So when you buy a copy of the short story, you not only get a book described as "cute!" and "sweet!" and "hey where's the hot sex? there's no hot sex!" by a bunch of people,  you support a worthy cause and you get an adorbs picture of a dog ... that doesn't look anything like the dog in the original picture. (Story adjusted to fit new pup.)

Last year, I did this same sort of fundraising thing for AIDS/Lifecycle with my short story for the goodreads group, and I ended up donating $200.

Let's give Ruff Start Happy Tails even more! 


**those "Save the Pups!" pictures have lost me a number of facebook followers, including my oldest who couldn't take the pressure. But the sharing thing is good! It gets those dogs adopted!

Tuesday, June 04, 2013

The short free m/m

This story is posted over at the goodreads group (you can only read it there if you're a member) and eventually I'll put it up at Amazon, with the profits going to an animal rescue organization.
In the meantime, here it is on my blog!!

Dear Author,

This is me, the adorable one in the picture, yes the one on the left. You won't believe what I had to go through with the two cuties next to me! And what will lie ahead of us? Please help telling our story!

Thank You!


Word Count: 10,583
Warning: This is cute and contains no sex.

by Summer Devon

Copyright © 2013 Summer Devon

I’m not saying that I hated people, but I came within a whisker of loathing each and every one of them. After I got dumped, I learned fear. When I saw one of those two-legger assless creatures, I’d take off running.

I’d ended up in a place that stank of any number of creatures’ misery. I’m an upbeat sort of a dog, so when I think of that place, I try to remember the very last time the unbearable need hit me and how I ran with a sweet-loving dog named Growler. When I buried my nose in his flanks, his smell could block the sharpest notes of desolation.

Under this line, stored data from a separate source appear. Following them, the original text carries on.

//! Source spans.
//!
//! A [`Span`] is a half-open byte range `start..end` into the text of a
//! single file registered in a [`crate::source::SourceMap`].

use std::fmt;

/// Identifier of a file registered in a [`crate::source::SourceMap`].
#[derive(Debug, Clone, Copy, PartialEq, Eq, Hash, PartialOrd, Ord)]
pub struct FileId(pub u32);

impl FileId {
    pub fn index(self) -> usize {
        self.0 as usize
    }
}

/// Byte range in a source file.
#[derive(Debug, Clone, Copy, PartialEq, Eq, Hash)]
pub struct Span {
    pub file_id: FileId,
    pub start: u32,
    pub end: u32,
}

impl Span {
    pub fn new(file_id: FileId, start: u32, end: u32) -> Self {
        debug_assert!(start <= end, "span start after end");
        Span {
            file_id,
            start,
            end,
        }
    }

    /// Zero-width span at `offset`.
    pub fn point(file_id: FileId, offset: u32) -> Self {
        Span::new(file_id, offset, offset)
    }

    /// Smallest span covering both `self` and `other`.
    ///
    /// Both spans must belong to the same file.
    pub fn to(self, other: Span) -> Span {
        debug_assert_eq!(self.file_id, other.file_id);
        Span::new(
            self.file_id,
            self.start.min(other.start),
            self.end.max(other.end),
        )
    }

    pub fn len(&self) -> u32 {
        self.end - self.start
    }

    pub fn is_empty(&self) -> bool {
        self.start == self.end
    }

    pub fn range(&self) -> std::ops::Range<usize> {
        self.start as usize..self.end as usize
    }

    /// Returns true if `other` lies entirely inside `self`.
    pub fn contains(&self, other: Span) -> bool {
        self.file_id == other.file_id && self.start <= other.start && other.end <= self.end
    }
}

impl fmt::Display for Span {
    fn fmt(&self, f: &mut fmt::Formatter<'_>) -> fmt::Result {
        write!(f, "{}..{}", self.start, self.end)
    }
}
use std::io::{self, Write};
use std::path::PathBuf;
use std::process::ExitCode;

use anyhow::{Context, Result};
use clap::Parser;
use clap::error::ErrorKind;
use quill_core::interpreter::{DEFAULT_MAX_CALL_DEPTH, DEFAULT_STEP_LIMIT};
use quill_core::{ExecConfig, Mode, PipelineConfig, SourceMap, run};
use tracing_subscriber::EnvFilter;

/// Command-line arguments: one mode flag and one source file.
#[derive(Parser, Debug)]
#[command(version, about = "Run stages of the Quill pipeline", long_about = None)]
struct Cli {
    #[arg(
        value_name = "MODE",
        allow_hyphen_values = true,
        help = "Stage to run: --preprocess, --tokenize, --parse, --monolith, --execute, --compile"
    )]
    mode: String,

    #[arg(value_name = "SOURCE", help = "Source file to process")]
    source: PathBuf,

    #[arg(
        short = 'I',
        long = "include-dir",
        value_name = "DIR",
        help = "Additional directory searched by #include (repeatable)"
    )]
    include_dirs: Vec<PathBuf>,

    #[arg(
        long,
        env = "QUILL_STEP_LIMIT",
        default_value_t = DEFAULT_STEP_LIMIT,
        help = "Interpreter step budget; 0 disables it"
    )]
    step_limit: u64,

    #[arg(long, default_value_t = DEFAULT_MAX_CALL_DEPTH, help = "Maximum interpreter call depth")]
    max_call_depth: usize,
}

fn main() -> ExitCode {
    let cli = match Cli::try_parse() {
        Ok(cli) => cli,
        Err(err) => {
            if matches!(err.kind(), ErrorKind::DisplayHelp | ErrorKind::DisplayVersion) {
                err.exit();
            }
            let _ = err.print();
            return ExitCode::FAILURE;
        }
    };
    init_tracing();

    match execute(cli) {
        Ok(code) => code,
        Err(err) => {
            eprintln!("error: {err:#}");
            ExitCode::FAILURE
        }
    }
}

fn init_tracing() {
    let filter = EnvFilter::try_from_default_env().unwrap_or_else(|_| EnvFilter::new("warn"));
    let _ = tracing_subscriber::fmt()
        .with_env_filter(filter)
        .with_writer(io::stderr)
        .with_target(false)
        .try_init();
}

fn execute(cli: Cli) -> Result<ExitCode> {
    let mode = Mode::from_flag(&cli.mode)?;

    let mut sources = SourceMap::new();
    let file = sources.load(&cli.source)?;

    let config = PipelineConfig {
        include_dirs: cli.include_dirs,
        exec: ExecConfig {
            step_limit: (cli.step_limit > 0).then_some(cli.step_limit),
            max_call_depth: cli.max_call_depth,
        },
    };

    let outcome = {
        let mut stdout = io::stdout().lock();
        let outcome = run(mode, &mut sources, file, &config, &mut stdout)?;
        stdout.flush().context("failed to flush stage output")?;
        outcome
    };

    let mut stderr = io::stderr().lock();
    for diagnostic in &outcome.diagnostics {
        writeln!(stderr, "{}", diagnostic.render(&sources))?;
    }

    Ok(if outcome.has_errors {
        ExitCode::FAILURE
    } else {
        ExitCode::SUCCESS
    })
}
/// Stable listing printed by `--compile`.
impl fmt::Display for IrProgram {
    fn fmt(&self, f: &mut fmt::Formatter<'_>) -> fmt::Result {
        if !self.constants.is_empty() {
            writeln!(f, "constants:")?;
            for (index, constant) in self.constants.iter().enumerate() {
                writeln!(f, "  #{index} = {constant}")?;
            }
        }
        if !self.globals.is_empty() {
            writeln!(f, "globals:")?;
            for (slot, name) in self.globals.iter().enumerate() {
                writeln!(f, "  @{slot} = {name}")?;
            }
        }
        for (index, function) in self.functions.iter().enumerate() {
            writeln!(
                f,
                "fn {index} {} (arity {}, locals {}):",
                function.name,
                function.arity,
                function.slots()
            )?;
            for (pc, instruction) in function.code.iter().enumerate() {
                write!(f, "  {pc:04}  {instruction}")?;
                if let Some(note) = self.note(function, *instruction) {
                    write!(f, "  ; {note}")?;
                }
                writeln!(f)?;
            }
        }
        Ok(())
    }
}

// ---------------------------------------------------------------------
// Symbol table
// ---------------------------------------------------------------------

#[derive(Debug, Clone, Copy, PartialEq, Eq)]
pub enum Symbol {
    Global(u32),
    Local(u32),
    /// A local of an enclosing function other than the current one.
    Captured,
}

#[derive(Debug)]
struct Frame {
    scopes: Vec<HashMap<String, u32>>,
    slots: Vec<String>,
}

impl Frame {
    fn new() -> Self {
        Frame {
            scopes: vec![HashMap::new()],
            slots: Vec::new(),
        }
    }

    fn lookup(&self, name: &str) -> Option<u32> {
        self.scopes
            .iter()
            .rev()
            .find_map(|scope| scope.get(name).copied())
    }
}

/// Name-to-slot mapping for one compilation run: a stack of function frames,
/// each holding a stack of block scopes. Frame 0 is `<main>`.
#[derive(Debug)]
pub struct SymbolTable {
    frames: Vec<Frame>,
}

impl Default for SymbolTable {
    fn default() -> Self {
        Self::new()
    }
}

impl SymbolTable {
    pub fn new() -> Self {
        SymbolTable {
            frames: vec![Frame::new()],
        }
    }

    pub fn push_frame(&mut self) {
        self.frames.push(Frame::new());
    }

    /// Leave the current function frame, returning its slot names.
    pub fn pop_frame(&mut self) -> Vec<String> {
        if self.frames.len() > 1 {
            self.frames.pop().map(|frame| frame.slots).unwrap_or_default()
        } else {
            Vec::new()
        }
    }

    pub fn push_scope(&mut self) {
        if let Some(frame) = self.frames.last_mut() {
            frame.scopes.push(HashMap::new());
        }
    }

    pub fn pop_scope(&mut self) {
        if let Some(frame) = self.frames.last_mut() {
            if frame.scopes.len() > 1 {
                frame.scopes.pop();
            }
        }
    }

    pub fn in_main(&self) -> bool {
        self.frames.len() == 1
    }

    /// Declare `name` in the innermost scope. Redeclaring a name in the same
    /// scope reuses its slot; shadowing in an inner scope takes a new one.
    pub fn declare(&mut self, name: &str) -> Symbol {
        let in_main = self.in_main();
        let Some(frame) = self.frames.last_mut() else {
            return Symbol::Captured;
        };
        let existing = frame.scopes.last().and_then(|scope| scope.get(name).copied());
        let slot = match existing {
            Some(slot) => slot,
            None => {
                let slot = frame.slots.len() as u32;
                frame.slots.push(name.to_string());
                if let Some(scope) = frame.scopes.last_mut() {
                    scope.insert(name.to_string(), slot);
                }
                slot
            }
        };
        if in_main {
            Symbol::Global(slot)
        } else {
            Symbol::Local(slot)
        }
    }

    pub fn resolve(&self, name: &str) -> Option<Symbol> {
        let (main, rest) = self.frames.split_first()?;
        if let Some((current, enclosing)) = rest.split_last() {
            if let Some(slot) = current.lookup(name) {
                return Some(Symbol::Local(slot));
            }
            if enclosing.iter().any(|frame| frame.lookup(name).is_some()) {
                return Some(Symbol::Captured);
            }
        }
        main.lookup(name).map(Symbol::Global)
    }

    /// Slot names of the `<main>` frame.
    pub fn globals(&self) -> &[String] {
        self.frames.first().map(|frame| frame.slots.as_slice()).unwrap_or_default()
    }
}

// ---------------------------------------------------------------------
// Emission
// ---------------------------------------------------------------------

#[derive(Debug)]
pub struct CompileResult {
    /// `None` when a semantic error aborted emission.
    pub program: Option<IrProgram>,
    pub diagnostics: Vec<Diagnostic>,
}

impl CompileResult {
    pub fn has_errors(&self) -> bool {
        crate::diagnostic::has_errors(&self.diagnostics)
    }
}

pub fn compile(program: &Program) -> CompileResult {
    let mut compiler = Compiler::new();
    let outcome = compiler.program(program);
    let mut diagnostics = compiler.warnings;
    match outcome {
        Ok(()) => {
            let ir = IrProgram {
                constants: compiler.constants,
                globals: compiler.symbols.globals().to_vec(),
                functions: compiler.functions,
            };
            debug!(
                functions = ir.functions.len(),
                constants = ir.constants.len(),
                instructions = ir.instruction_count(),
                "compiled program"
            );
            CompileResult {
                program: Some(ir),
                diagnostics,
            }
        }
        Err(error) => {
            debug!(code = ?error.code, "compilation aborted");
            diagnostics.push(error);
            CompileResult {
                program: None,
                diagnostics,
            }
        }
    }
}

struct Compiler {
    symbols: SymbolTable,
    constants: Vec<Constant>,
    functions: Vec<IrFunction>,
    current: usize,
    warnings: Vec<Diagnostic>,
}
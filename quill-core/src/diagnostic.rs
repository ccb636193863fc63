//! Diagnostics shared by every pipeline stage.
//!
//! Stages never print. They return [`Diagnostic`] values next to their
//! output and let the caller decide how to render them. Codes are stable
//! and grouped by stage:
//!
//! | range   | stage        |
//! |---------|--------------|
//! | `E00xx` | usage / host |
//! | `E01xx` | preprocessor |
//! | `E02xx` | lexer        |
//! | `E03xx` | parser       |
//! | `E04xx` | interpreter  |
//! | `E05xx` | compiler     |

use std::fmt;

use crate::source::SourceMap;
use crate::span::Span;

#[derive(Debug, Clone, Copy, PartialEq, Eq, PartialOrd, Ord)]
pub enum Severity {
    Warning,
    Error,
}

impl fmt::Display for Severity {
    fn fmt(&self, f: &mut fmt::Formatter<'_>) -> fmt::Result {
        match self {
            Severity::Warning => f.write_str("warning"),
            Severity::Error => f.write_str("error"),
        }
    }
}

/// Error taxonomy of the pipeline.
#[derive(Debug, Clone, Copy, PartialEq, Eq, Hash)]
pub enum DiagnosticKind {
    Usage,
    Preprocess,
    Lex,
    Parse,
    Name,
    Type,
    Arithmetic,
    /// Execution budget (steps or call depth) exhausted.
    Limit,
    Io,
    /// Statements that can never run.
    Unreachable,
}

impl DiagnosticKind {
    pub fn as_str(self) -> &'static str {
        match self {
            DiagnosticKind::Usage => "UsageError",
            DiagnosticKind::Preprocess => "PreprocessError",
            DiagnosticKind::Lex => "LexError",
            DiagnosticKind::Parse => "ParseError",
            DiagnosticKind::Name => "NameError",
            DiagnosticKind::Type => "TypeError",
            DiagnosticKind::Arithmetic => "ArithmeticError",
            DiagnosticKind::Limit => "LimitError",
            DiagnosticKind::Io => "IoError",
            DiagnosticKind::Unreachable => "UnreachableCode",
        }
    }
}

impl fmt::Display for DiagnosticKind {
    fn fmt(&self, f: &mut fmt::Formatter<'_>) -> fmt::Result {
        f.write_str(self.as_str())
    }
}

#[derive(Debug, Clone, PartialEq, Eq)]
pub struct Diagnostic {
    pub severity: Severity,
    pub kind: DiagnosticKind,
    pub code: Option<&'static str>,
    pub message: String,
    pub span: Span,
}

impl Diagnostic {
    pub fn error(kind: DiagnosticKind, message: impl Into<String>, span: Span) -> Self {
        Diagnostic {
            severity: Severity::Error,
            kind,
            code: None,
            message: message.into(),
            span,
        }
    }

    pub fn warning(kind: DiagnosticKind, message: impl Into<String>, span: Span) -> Self {
        Diagnostic {
            severity: Severity::Warning,
            kind,
            code: None,
            message: message.into(),
            span,
        }
    }

    pub fn with_code(mut self, code: &'static str) -> Self {
        self.code = Some(code);
        self
    }

    pub fn is_error(&self) -> bool {
        self.severity == Severity::Error
    }

    /// Render as `<severity>[<code>]: <Kind>: <message> at <file>:<line>:<col>`.
    pub fn render(&self, sources: &SourceMap) -> String {
        let location = sources.locate(self.span);
        match self.code {
            Some(code) => format!(
                "{}[{}]: {}: {} at {}",
                self.severity,
                code,
                self.kind,
                self.message,
                location
            ),
            None => format!(
                "{}: {}: {} at {}",
                self.severity,
                self.kind,
                self.message,
                location
            ),
        }
    }
}

/// Returns true if any diagnostic in `diagnostics` is an error.
pub fn has_errors(diagnostics: &[Diagnostic]) -> bool {
    diagnostics.iter().any(Diagnostic::is_error)
}

/// Count of error-severity diagnostics.
pub fn error_count(diagnostics: &[Diagnostic]) -> usize {
    diagnostics.iter().filter(|d| d.is_error()).count()
}

#[cfg(test)]
mod tests {
    use super::*;

    #[test]
    fn renders_with_location_and_code() {
        let mut sources = SourceMap::new();
        let file = sources.add("demo.q", "1 / 0");
        let diag = Diagnostic::error(
            DiagnosticKind::Arithmetic,
            "division by zero",
            Span::new(file, 0, 5),
        )
        .with_code("E0403");
        assert_eq!(
            diag.render(&sources),
            "error[E0403]: ArithmeticError: division by zero at demo.q:1:1"
        );
    }

    #[test]
    fn warnings_are_not_errors() {
        let span = Span::point(crate::span::FileId(0), 0);
        let diags = vec![
            Diagnostic::warning(DiagnosticKind::Parse, "empty statement", span),
            Diagnostic::error(DiagnosticKind::Parse, "expected expression", span),
        ];
        assert!(has_errors(&diags));
        assert_eq!(error_count(&diags), 1);
        assert!(!has_errors(&diags[..1]));
    }
}
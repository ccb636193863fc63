use proptest::prelude::*;

use quill_core::ast::{Block, Expr, ExprKind, Program, Stmt, StmtKind};
use quill_core::compiler::compile;
use quill_core::lexer::{TokenKind, format_tokens, lex};
use quill_core::parser::parse_text;
use quill_core::preprocess::preprocess_str;
use quill_core::span::{FileId, Span};

const FILE: FileId = FileId(0);

const TOKENS: &[&str] = &[
    "let", "fn", "if", "else", "while", "return", "print", "true", "false", "nil", "x", "y",
    "total_2", "_tmp", "0", "12", "3.5", "1e3", "2.5E-2", "\"hi\"", "\"a\\nb\"", "\"\"", "==",
    "!=", "<=", ">=", "&&", "||", "=", "<", ">", "+", "-", "*", "/", "%", "!", "(", ")", "{",
    "}", ",", ";",
];

const SEPARATORS: &[&str] = &[" ", "  ", "\n", "\t", " \n "];

/// Well-formed tokens separated by whitespace, in arbitrary order.
fn token_soup() -> impl Strategy<Value = String> {
    prop::collection::vec(
        (prop::sample::select(TOKENS), prop::sample::select(SEPARATORS)),
        0..40,
    )
    .prop_map(|pairs| {
        let mut text = String::new();
        for (token, separator) in pairs {
            text.push_str(token);
            text.push_str(separator);
        }
        text
    })
}

/// Small programs that parse cleanly.
fn program_text() -> impl Strategy<Value = String> {
    let atom = prop_oneof![
        (0u32..100).prop_map(|n| n.to_string()),
        Just("a".to_string()),
        Just("b".to_string()),
    ];
    let expr = (
        atom.clone(),
        prop::sample::select(&["+", "-", "*", "<", "=="][..]),
        atom,
    )
        .prop_map(|(lhs, op, rhs)| format!("{lhs} {op} {rhs}"));
    prop::collection::vec(
        prop_oneof![
            expr.clone().prop_map(|e| format!("print {e};")),
            expr.clone().prop_map(|e| format!("a = {e};")),
            expr.clone().prop_map(|e| format!("if {e} == {e} {{ b = a; }}")),
            expr.prop_map(|e| format!("fn f() {{ return {e}; }}")),
        ],
        0..8,
    )
    .prop_map(|statements| format!("let a = 1; let b = 2;\n{}", statements.join("\n")))
}

fn within(span: Span, len: usize) -> bool {
    span.start <= span.end && span.end as usize <= len
}

fn check_block(block: &Block, len: usize) -> bool {
    within(block.span, len) && block.statements.iter().all(|stmt| check_stmt(stmt, len))
}

fn check_stmt(stmt: &Stmt, len: usize) -> bool {
    if !within(stmt.span, len) {
        return false;
    }
    match &stmt.kind {
        StmtKind::Let { name, init } => {
            within(name.span, len) && init.as_ref().is_none_or(|e| check_expr(e, len))
        }
        StmtKind::Fn(decl) => {
            within(decl.span, len)
                && decl.params.iter().all(|p| within(p.span, len))
                && check_block(&decl.body, len)
        }
        StmtKind::Expr(expr) | StmtKind::Print(expr) => check_expr(expr, len),
        StmtKind::Block(block) => check_block(block, len),
        StmtKind::If {
            cond,
            then_branch,
            else_branch,
        } => {
            check_expr(cond, len)
                && check_block(then_branch, len)
                && else_branch.as_ref().is_none_or(|s| check_stmt(s, len))
        }
        StmtKind::While { cond, body } => check_expr(cond, len) && check_block(body, len),
        StmtKind::Return(value) => value.as_ref().is_none_or(|e| check_expr(e, len)),
        StmtKind::Empty => true,
    }
}

fn check_expr(expr: &Expr, len: usize) -> bool {
    if !within(expr.span, len) {
        return false;
    }
    match &expr.kind {
        ExprKind::Unary { operand, .. } => check_expr(operand, len),
        ExprKind::Binary { lhs, rhs, .. } => check_expr(lhs, len) && check_expr(rhs, len),
        ExprKind::Assign { target, value } => within(target.span, len) && check_expr(value, len),
        ExprKind::Call { callee, args } => {
            check_expr(callee, len) && args.iter().all(|arg| check_expr(arg, len))
        }
        ExprKind::Group(inner) => check_expr(inner, len),
        _ => true,
    }
}

fn check_program(program: &Program, len: usize) -> bool {
    within(program.span, len) && program.statements.iter().all(|stmt| check_stmt(stmt, len))
}

proptest! {
    #[test]
    fn stages_are_deterministic(text in program_text()) {
        let first = parse_text(FILE, &text);
        let second = parse_text(FILE, &text);
        prop_assert!(!first.has_errors(), "{:?}", first.diagnostics);
        prop_assert_eq!(first.program.to_string(), second.program.to_string());

        let tokens = format_tokens(&text, &lex(FILE, &text).tokens);
        prop_assert_eq!(&tokens, &format_tokens(&text, &lex(FILE, &text).tokens));

        let a = compile(&first.program);
        let b = compile(&second.program);
        prop_assert_eq!(
            a.program.map(|ir| ir.to_string()),
            b.program.map(|ir| ir.to_string())
        );
    }

    #[test]
    fn preprocessing_clean_text_is_idempotent(text in "[a-z0-9 +;=(){}\"\n-]{0,80}") {
        let once = preprocess_str(&text).expect("clean text preprocesses");
        prop_assert_eq!(&once, &text);
        let twice = preprocess_str(&once).expect("clean text preprocesses");
        prop_assert_eq!(twice, once);
    }

    #[test]
    fn token_spans_round_trip(text in token_soup()) {
        let lexed = lex(FILE, &text);
        prop_assert!(lexed.diagnostics.is_empty(), "{:?}", lexed.diagnostics);

        let mut cursor = 0usize;
        for token in &lexed.tokens {
            let gap = &text[cursor..token.span.start as usize];
            prop_assert!(gap.chars().all(char::is_whitespace), "gap {:?}", gap);
            cursor = token.span.end as usize;
        }
        prop_assert_eq!(cursor, text.len());

        let joined: Vec<&str> = lexed
            .tokens
            .iter()
            .filter(|token| token.kind != TokenKind::Eof)
            .map(|token| token.text(&text))
            .collect();
        let rebuilt = joined.join(" ");
        let relexed = lex(FILE, &rebuilt);
        let kinds = |tokens: &[quill_core::lexer::Token]| {
            tokens
                .iter()
                .map(|token| (token.kind, token.literal.clone()))
                .collect::<Vec<_>>()
        };
        prop_assert_eq!(kinds(&lexed.tokens), kinds(&relexed.tokens));
    }

    #[test]
    fn ast_spans_stay_in_source(text in token_soup()) {
        let parsed = parse_text(FILE, &text);
        prop_assert!(check_program(&parsed.program, text.len()));
    }

    #[test]
    fn arbitrary_input_never_panics(text in "\\PC{0,60}") {
        let parsed = parse_text(FILE, &text);
        prop_assert!(check_program(&parsed.program, text.len()));
    }
}
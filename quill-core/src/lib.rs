//! Core pipeline for the Quill language.
//!
//! The pipeline is roughly:
//!
//!   source .q
//!     -> preprocess  (comments, #define / #ifdef / #include)
//!     -> lexer       (tokens)
//!     -> parser      (AST)
//!     -> interpreter (tree walking, `--execute`)
//!      | compiler    (stack-machine IR, `--compile`)
//!
//! The CLI and any other host should drive the pipeline through
//! [`driver::run`] rather than reimplementing the stage sequencing.

// ---------------------------------------------------------------------
// Error handling and diagnostics
// ---------------------------------------------------------------------

pub mod span;
pub mod source;
pub mod diagnostic;
pub mod error;

// ---------------------------------------------------------------------
// Front-end: preprocessing, lexing and parsing
// ---------------------------------------------------------------------

pub mod preprocess;
pub mod lexer;
pub mod ast;
pub mod parser;

// ---------------------------------------------------------------------
// Back-ends: interpretation and IR emission
// ---------------------------------------------------------------------

pub mod value;
pub mod env;
pub mod interpreter;
pub mod compiler;

// ---------------------------------------------------------------------
// Mode controller
// ---------------------------------------------------------------------

pub mod driver;

// ---------------------------------------------------------------------
// Public API re-exports
// ---------------------------------------------------------------------

pub use compiler::{CompileResult, IrProgram, compile};
pub use diagnostic::{Diagnostic, DiagnosticKind, Severity};
pub use driver::{Mode, PipelineConfig, RunOutcome, run};
pub use error::CoreError;
pub use interpreter::{ExecConfig, ExecResult, Session, execute};
pub use source::SourceMap;
pub use value::Value;
use std::path::PathBuf;

use thiserror::Error;

/// Host-level failures of the pipeline.
///
/// Problems with the *program* being processed are reported as
/// [`crate::diagnostic::Diagnostic`]s; this type covers everything that
/// prevents the pipeline from running at all.
#[derive(Debug, Error)]
pub enum CoreError {
    #[error("failed to read source {path}: {source}")]
    SourceIo {
        path: PathBuf,
        #[source]
        source: std::io::Error,
    },
    #[error("failed to write stage output: {0}")]
    Output(#[from] std::io::Error),
    #[error("Unknown mode: {0}")]
    UnknownMode(String),
}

Thinking of Growler is pleasant though it does remind me of how I’d longed to be part of a pack. No other dogs came near my patch filled with broken machines, shade-less plants, and worse, those oil-stinky cars that raced past one side of my territory.

The dangerous car-filled side killed my Growler. He bit the big tire over there. Smashed flat by one of those huge cars, his body was hauled away before I had a chance to say a proper goodbye. Two-leggers— what nuisances.

After him, I ran alone. Times got hard. There weren’t nearly enough rats in my acrid territory. They got smart about me, and I began losing out on more dinners.

The two-legger idiots who came to my territory ignored me unless they threw things at me, and they rarely threw anything that tasted good, sad to say. I know because I’d go back and check after they left. Sometimes they’d leave behind scraps, but usually they’d leave horrible chewy things or objects that reeked of poison even a hungry dog would reject.

The nights got cold. And then the days and nights got cold, and I slept in a little spot under a truck that never moved, next to a wall.

The very day I figured out my time was near, I met the two-legger, Shorty. I first spotted him behind an old oil barrel. He held a big chunk of something delicious-smelling and came toward me, slowly and in a submissive position. I called him Shorty because the moment our eyes met, he got down low, pretending his arms were legs too. He crawled in my direction. I couldn’t imagine what he thought he was doing but then I didn’t care because I could smell what he carried. Grease, and heated red meat, and oh, my dog, I still drool and get all stomach rumbly thinking about it.

As he tossed bits of the best food, ever, he murmured at me in a croaky little voice that didn’t scare me, much. Not the angry snarl most people used when they saw me.

I ignored the nonsense about what a good dog I was and how sweet I looked. I put my ears back telling him I didn’t care about how good I was, I just wanted that good food.

He put down a really yummy big chunk. Perfect. Even better, he backed away from it.

“All mine?” I asked with a questioning tail-wag.

He told me I was a good dog, and I took that as a yes the food’s all yours.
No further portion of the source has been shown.